Dikisahkan pada zaman
dahulu di sebuah bukit yang jauh dari desa, di bumi Kalimantan. Hiduplah
seorang janda miskin dan seorang ank gadisnya. Anak janda itu luar biasa
cantiknya, namun sayangnya perilakunya sangat buruk, gadis itu amat pemalas,
dia tak pernah mau membantu ibinya melakukan pekerjaan – pekerjaan rumah.
Pekerjaannya setiap hari hanya bercolek dan mempercantik diri. Di samping
pemalas, anak janda yang cantik itu ternyata juga amat manja. Segala
permintaannya harus dituruti, setiap kali ia meminta kepada ibunya harus selalu
dikabulkan. Ia sama sekali tidak peduli kepada ibunya yang amat miskin.
Pada suatu hari, gadis
itu meminta dibelikan baju baru, meskipun sebenarnya baju – bajunya masih
banyak yang baru. Dengan amat sedih ibunya terpaksa harus membongkar
simpanannya agar bisa memenuhi keinginan anaknya. Keduanya segera berjalan
beriringan untuk menuju ke pasar yang terletak di kota. Si Gadis yang telah
berdandan begitu cantik berjalan dimuka dengan diiringi oleh ibunya yang
berpakaian dekil dan kotor.
Ketika mereka mulai
memasuki desa, orang – orang pun memandangi keduanya. Mereka begitu terpesona
melihat kecantikan gadis itu, terutama para pemuda desa yang tak puas – puasnya
memandanginya. Namun orang – orang pun juga mulai berkasak – kusuk melihat ada
seorang perempuan tua berpakaian seperti seorang gembel selalu mengiringi gadis
nan cantik itu.
Orang – orang mulai
saling bertanya satu dengan yang lainnya. Ada yang menduga orang tua yang
berpakaian lusuh itu orang tua si gadis cantik, tetapi banyak pila yang
berpendapat bahwa orang tua itu dayang – dayangnya. Dan si gadis yang mendengar
kasak kusuk orang desa di sepanjang jalan itu tanpa sada menoleh dan mengamati
ibunya. Tiba – tiba dia merasa amat malu memandang sosok ibunya.
“ Hai, gadis nan cantik.
Apakah orang tua yang berjalan di belakangmu itu ibumu?” akhirnya orang – orang
pun mulai bertanya kepada gadis itu.
“ bukan. Ia adalah
dayangku,” kata gadis itu tak mau mengakui ibunya.
Keduanya pun melanjutkan
perjalannya lagi menuju pasar yang ada di kota.

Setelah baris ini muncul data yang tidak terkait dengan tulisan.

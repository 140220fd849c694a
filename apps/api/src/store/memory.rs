//! In-memory `SessionStore` for unit tests.

use std::collections::{HashMap, HashSet};
use std::sync::RwLock;

use anyhow::{anyhow, Result};
use async_trait::async_trait;
use uuid::Uuid;

use crate::analysis::batch::BatchStatus;
use crate::analysis::matcher::MatchVerdict;
use crate::store::{NewSession, SessionStore};

#[derive(Debug, Clone)]
pub struct StoredSession {
    pub user_id: Uuid,
    pub jd_id: Uuid,
    pub name: String,
    pub status: BatchStatus,
    pub total_to_analyze: u32,
    pub analyzed_count: u32,
    pub verdicts: Vec<StoredVerdict>,
}

#[derive(Debug, Clone)]
pub struct StoredVerdict {
    pub position: u32,
    pub cv_id: Uuid,
    pub verdict: MatchVerdict,
}

#[derive(Default)]
pub struct MemorySessionStore {
    sessions: RwLock<HashMap<Uuid, StoredSession>>,
    failing_cvs: HashSet<Uuid>,
}

impl MemorySessionStore {
    pub fn new() -> Self {
        Self::default()
    }

    /// Makes `record_verdict` fail for this CV, leaving the session untouched.
    pub fn failing_for(mut self, cv_id: Uuid) -> Self {
        self.failing_cvs.insert(cv_id);
        self
    }

    pub fn session(&self, id: Uuid) -> Option<StoredSession> {
        self.sessions.read().unwrap().get(&id).cloned()
    }
}

#[async_trait]
impl SessionStore for MemorySessionStore {
    async fn create_session(&self, session: NewSession) -> Result<Uuid> {
        let id = Uuid::new_v4();
        self.sessions.write().unwrap().insert(
            id,
            StoredSession {
                user_id: session.user_id,
                jd_id: session.jd_id,
                name: session.name,
                status: BatchStatus::Processing,
                total_to_analyze: session.total_to_analyze,
                analyzed_count: 0,
                verdicts: Vec::new(),
            },
        );
        Ok(id)
    }

    async fn record_verdict(
        &self,
        session_id: Uuid,
        position: u32,
        cv_id: Uuid,
        verdict: &MatchVerdict,
    ) -> Result<u32> {
        if self.failing_cvs.contains(&cv_id) {
            return Err(anyhow!("simulated commit failure for CV {cv_id}"));
        }
        let mut sessions = self.sessions.write().unwrap();
        let session = sessions
            .get_mut(&session_id)
            .ok_or_else(|| anyhow!("session {session_id} not found"))?;
        if session.analyzed_count >= session.total_to_analyze {
            return Err(anyhow!("session {session_id} is already fully analyzed"));
        }
        if session.verdicts.iter().any(|v| v.cv_id == cv_id) {
            return Err(anyhow!("duplicate verdict for CV {cv_id}"));
        }
        if session.verdicts.iter().any(|v| v.position == position) {
            return Err(anyhow!("position {position} already taken in session {session_id}"));
        }
        session.verdicts.push(StoredVerdict {
            position,
            cv_id,
            verdict: verdict.clone(),
        });
        session.analyzed_count += 1;
        Ok(session.analyzed_count)
    }

    async fn finalize_session(&self, session_id: Uuid, status: BatchStatus) -> Result<()> {
        let mut sessions = self.sessions.write().unwrap();
        let session = sessions
            .get_mut(&session_id)
            .ok_or_else(|| anyhow!("session {session_id} not found"))?;
        session.status = status;
        Ok(())
    }
}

Namun tak beberapa lama
kemudian dating beberapa pemuda yang menggodanya.
“Hai, cantik. Apakah
benar yang berjalan di belakangmu itu ibumu?”
“ Bukan, bukan….! Kalian
jangan menghina aku ya. Mana mungkin aku mempunyai ibu seperti dia. Lihat, aku
begitu cantik, apakah mungkin ibuku seorang gembel seperti dia? Dia adalah
budakku!” jawab gadis itu kembali menyangkal ibunya.
Begitulah, di sepanjang
perjalanan menuju ke pasar kota, si gadis itu selalu menyangkal ibunya. Kepada
orang – orang yang bertanya di sepanjang perjalanan, ia selalu mengatakan bahwa
yang bersamanya adalah abdi atau dayangnya. Si ibu yang mendengar jawaban
putrinya menjadi begitu sedih. Ia benar – benar tak menyangka putrinya yang
amat ia sayangi tidak hanya pemalas, tapi juga durhaka. Si ibu yang selama ini
selalu menyabarkan diri menghadapi perilaku anaknya yang buruk, akhirnya tak
kuasa menahan rasa kecewa dan sakit hatinya.
“Oh anakku. Tega nia kau
mendurhakai ibumu. Murka apa yang akan kau terima dari Tuhan Sang Pencipta.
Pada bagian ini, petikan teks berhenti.